Durante una competencia de judo realizada en Cuenca, Ecuador, donde participaron delegaciones de distintas provincias ecuatorianas y atletas invitados de Perú, varios niños de familias Santos de los Últimos Días lograron subir al podio y destacar por su desempeño en la categoría de 5 a 9 años.
Pero más allá de las medallas, hubo algo que llamó todavía más la atención: la manera en que estos niños están aprendiendo desde pequeños principios como la disciplina, el dominio propio y la perseverancia.
Un torneo exigente y un grupo de niños que decidió dar lo mejor

El campeonato reunió a jóvenes atletas de provincias como Cañar, Zamora y El Oro, además de competidores internacionales. En medio de ese ambiente competitivo, cinco niños vinculados a la Iglesia participaron representando también el esfuerzo de sus familias.
Los resultados fueron motivo de alegría:
- María Paula Fernández obtuvo medalla de plata.
- Julián Mateo Carrillo consiguió medalla de plata.
- Pablo Andrés Galán ganó medalla de bronce.
- Maite Galán tuvo una participación destacada.
- Amanda Belén Galán también destacó en la competencia.
Aunque cada uno vivió una experiencia distinta, todos compartían algo en común: el deseo de seguir creciendo y aprender a esforzarse sin rendirse.
Mucho más que un deporte

En el caso de María Paula Fernández, conocida como “Pauli”, el judo comenzó como una actividad inspirada por su padre, quien también practicó este deporte. Hoy entrena varios días a la semana y ya suma importantes logros.
Su familia comenta que el deporte incluso ha influido positivamente en otros aspectos de su vida diaria. Descansa mejor, tiene más energía y aprendió hábitos más saludables.
Y eso tiene sentido. El deporte bien enfocado puede convertirse en una herramienta poderosa para el desarrollo personal. Doctrina y Convenios enseña que el espíritu y el cuerpo son el alma del hombre (DyC 88:15). Cuidar ambos aspectos también forma parte de nuestro progreso.
Talentos que se fortalecen

Otro de los participantes fue Julián Mateo Carrillo, de 8 años, quien comenzó en el judo acompañando a su prima a los entrenamientos. Además del deporte, participa en gimnasia y también estudia piano en actividades relacionadas con la estaca.
Algo interesante es cómo sus padres buscan apoyar distintos talentos y oportunidades de aprendizaje. El Evangelio enseña que cada persona recibe dones diferentes, y muchas veces desarrollarlos requiere paciencia, apoyo y constancia.
Eso también aplica en disciplinas como el deporte, donde el progreso suele construirse poco a poco.
Los hermanos Galán también encontraron en el judo algo que disfrutaban hacer juntos. Desde sus primeras clases comenzaron a interesarse por el equilibrio, técnica, control y respeto.
Aunque el mundo suele enfocarse únicamente en ganar, hay actividades que también ayudan a formar carácter. En este caso, el deporte se convirtió también en un espacio donde estos niños aprendieron a apoyarse mutuamente y crecer juntos.
Cuando la fe también influye en la manera de competir

Algo que unía a estos pequeños atletas no era solamente el judo.
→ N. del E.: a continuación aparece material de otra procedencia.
//! # Configuration
//!
//! Tunables for a form session. Hosts either build an [`EngineConfig`] directly,
//! deserialize one, or read it from `FORMFLUX_*` environment variables.

use schemars::JsonSchema;
use serde::{Deserialize, Serialize};
use std::time::Duration;

/// When field validation runs outside of `submit()`.
#[derive(Debug, Clone, Copy, Default, PartialEq, Eq, Serialize, Deserialize, JsonSchema)]
#[serde(rename_all = "camelCase")]
pub enum ValidationMode {
    #[default]
    OnChange,
    OnBlur,
    OnSubmit,
}

impl ValidationMode {
    fn parse(raw: &str) -> Option<Self> {
        match raw.trim().to_ascii_lowercase().as_str() {
            "onchange" | "on_change" | "change" => Some(Self::OnChange),
            "onblur" | "on_blur" | "blur" => Some(Self::OnBlur),
            "onsubmit" | "on_submit" | "submit" => Some(Self::OnSubmit),
            _ => None,
        }
    }
}

/// How schema loading treats dependency cycles.
#[derive(Debug, Clone, Copy, Default, PartialEq, Eq, Serialize, Deserialize)]
#[serde(rename_all = "snake_case")]
pub enum CyclePolicy {
    /// Reject the schema with `SchemaError::CyclicDependency`.
    #[default]
    Reject,
    /// Accept the schema, report the cycle, and keep cycle members always visible.
    FailOpen,
}

#[derive(Debug, Clone, Serialize, Deserialize)]
#[serde(default)]
pub struct EngineConfig {
    /// Default mode; a schema's own `validationMode` wins.
    pub validation_mode: ValidationMode,
    /// Per-field debounce window for `OnChange` validation, in milliseconds.
    pub debounce_ms: u64,
    /// Maximum async validators in flight across the whole form.
    pub max_concurrent_async: usize,
    /// Field count above which visibility recompute is targeted instead of full.
    pub virtualization_threshold: usize,
    pub cycle_policy: CyclePolicy,
}

impl Default for EngineConfig {
    fn default() -> Self {
        Self {
            validation_mode: ValidationMode::OnChange,
            debounce_ms: 150,
            max_concurrent_async: 4,
            virtualization_threshold: 100,
            cycle_policy: CyclePolicy::Reject,
        }
    }
}

impl EngineConfig {
    /// Reads `FORMFLUX_*` variables (after loading a `.env` file if present).
    ///
    /// Unset or unparseable variables keep their defaults.
    pub fn from_env() -> Self {
        let _ = dotenv::dotenv();
        let mut config = Self::default();

        if let Ok(raw) = std::env::var("FORMFLUX_VALIDATION_MODE") {
            match ValidationMode::parse(&raw) {
                Some(mode) => config.validation_mode = mode,
                None => tracing::warn!(value = %raw, "Ignoring unknown FORMFLUX_VALIDATION_MODE"),
            }
        }
        if let Some(ms) = env_number("FORMFLUX_DEBOUNCE_MS") {
            config.debounce_ms = ms;
        }
        if let Some(n) = env_number("FORMFLUX_MAX_CONCURRENT_ASYNC") {
            config.max_concurrent_async = (n as usize).max(1);
        }
        if let Some(n) = env_number("FORMFLUX_VIRTUALIZATION_THRESHOLD") {
            config.virtualization_threshold = n as usize;
        }
        if let Ok(raw) = std::env::var("FORMFLUX_CYCLE_POLICY") {
            config.cycle_policy = match raw.trim() {
                "fail_open" | "failopen" => CyclePolicy::FailOpen,
                _ => CyclePolicy::Reject,
            };
        }

        config
    }

    pub fn debounce(&self) -> Duration {
        Duration::from_millis(self.debounce_ms)
    }
}

fn env_number(key: &str) -> Option<u64> {
    let raw = std::env::var(key).ok()?;
    match raw.trim().parse() {
        Ok(n) => Some(n),
        Err(_) => {
            tracing::warn!(key, value = %raw, "Ignoring non-numeric configuration value");
            None
        }
    }
}
use super::builtin::fields_match;
use super::{CrossFieldValidator, RuleImpl};
use dashmap::DashMap;
use once_cell::sync::Lazy;
use std::sync::Arc;

static GLOBAL: Lazy<Arc<RuleRegistry>> = Lazy::new(|| {
    let registry = RuleRegistry::default();
    registry.register_cross_rule("fields_match", fields_match);
    Arc::new(registry)
});

/// Named rule implementations that schemas reference by string.
///
/// The process-wide instance is [`RuleRegistry::global`]; engines can be handed a
/// private one instead.
#[derive(Default)]
pub struct RuleRegistry {
    rules: DashMap<String, RuleImpl>,
    cross_rules: DashMap<String, Arc<dyn CrossFieldValidator>>,
}

impl RuleRegistry {
    pub fn global() -> Arc<RuleRegistry> {
        GLOBAL.clone()
    }

    /// A registry holding only the built-in cross-field rules.
    pub fn with_builtins() -> Self {
        let registry = Self::default();
        registry.register_cross_rule("fields_match", fields_match);
        registry
    }

    /// Registers a field rule. A later registration under the same name wins.
    pub fn register(&self, name: impl Into<String>, rule: RuleImpl) {
        let name = name.into();
        let kind = if rule.is_async() { "async" } else { "sync" };
        self.rules.insert(name.clone(), rule);
        tracing::info!(rule = %name, kind, "Registered rule");
    }

    pub fn register_cross_rule(
        &self,
        name: impl Into<String>,
        rule: impl CrossFieldValidator + 'static,
    ) {
        let name = name.into();
        self.cross_rules.insert(name.clone(), Arc::new(rule));
        tracing::info!(rule = %name, "Registered cross-field rule");
    }

    pub fn get(&self, name: &str) -> Option<RuleImpl> {
        self.rules.get(name).map(|r| r.value().clone())
    }

    pub fn get_cross_rule(&self, name: &str) -> Option<Arc<dyn CrossFieldValidator>> {
        self.cross_rules.get(name).map(|r| r.value().clone())
    }

    pub fn contains_cross_rule(&self, name: &str) -> bool {
        self.cross_rules.contains_key(name)
    }

    /// Registered field rule names, sorted.
    pub fn list_rules(&self) -> Vec<String> {
        let mut names: Vec<String> = self.rules.iter().map(|r| r.key().clone()).collect();
        names.sort();
        names
    }

    pub fn list_cross_rules(&self) -> Vec<String> {
        let mut names: Vec<String> = self.cross_rules.iter().map(|r| r.key().clone()).collect();
        names.sort();
        names
    }
}

/// Adds a field rule to the process-wide registry.
pub fn register_named_rule(name: impl Into<String>, rule: RuleImpl) {
    RuleRegistry::global().register(name, rule);
}

/// Adds a cross-field rule to the process-wide registry.
pub fn register_named_cross_rule(name: impl Into<String>, rule: impl CrossFieldValidator + 'static) {
    RuleRegistry::global().register_cross_rule(name, rule);
}

#[cfg(test)]
mod tests {
    use super::*;
    use crate::validation::{RuleOutcome, ValidationContext};
    use serde_json::Value;

    #[test]
    fn test_global_has_fields_match() {
        assert!(RuleRegistry::global().contains_cross_rule("fields_match"));
    }

    #[test]
    fn test_reregistering_replaces() {
        let registry = RuleRegistry::default();
        let always = |_: &Value, _: &ValidationContext| anyhow::Ok(RuleOutcome::valid());
        let never = |_: &Value, _: &ValidationContext| anyhow::Ok(RuleOutcome::error("no", "No"));
        registry.register("check", RuleImpl::Sync(Arc::new(always)));
        registry.register("check", RuleImpl::Sync(Arc::new(never)));
        assert_eq!(registry.list_rules(), vec!["check".to_string()]);

        let ctx = ValidationContext::new("f", Default::default());
        let Some(RuleImpl::Sync(rule)) = registry.get("check") else {
            panic!("expected sync rule");
        };
        assert!(!rule.validate(&Value::Null, &ctx).unwrap().is_valid());
    }
}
Todos pertenecen a la misma comunidad de fe, y eso también influye en la forma en que viven estas experiencias.
La amistad, el ánimo mutuo y los valores aprendidos en el Evangelio forman parte de su día a día. Y aunque las medallas fueron motivo de felicidad, probablemente lo más valioso fue aprender que el verdadero éxito también se mide en quiénes estamos llegando a ser.
Estos niños demostraron que vale la pena esforzarse, aprender, levantarse después de perder y seguir adelante con alegría.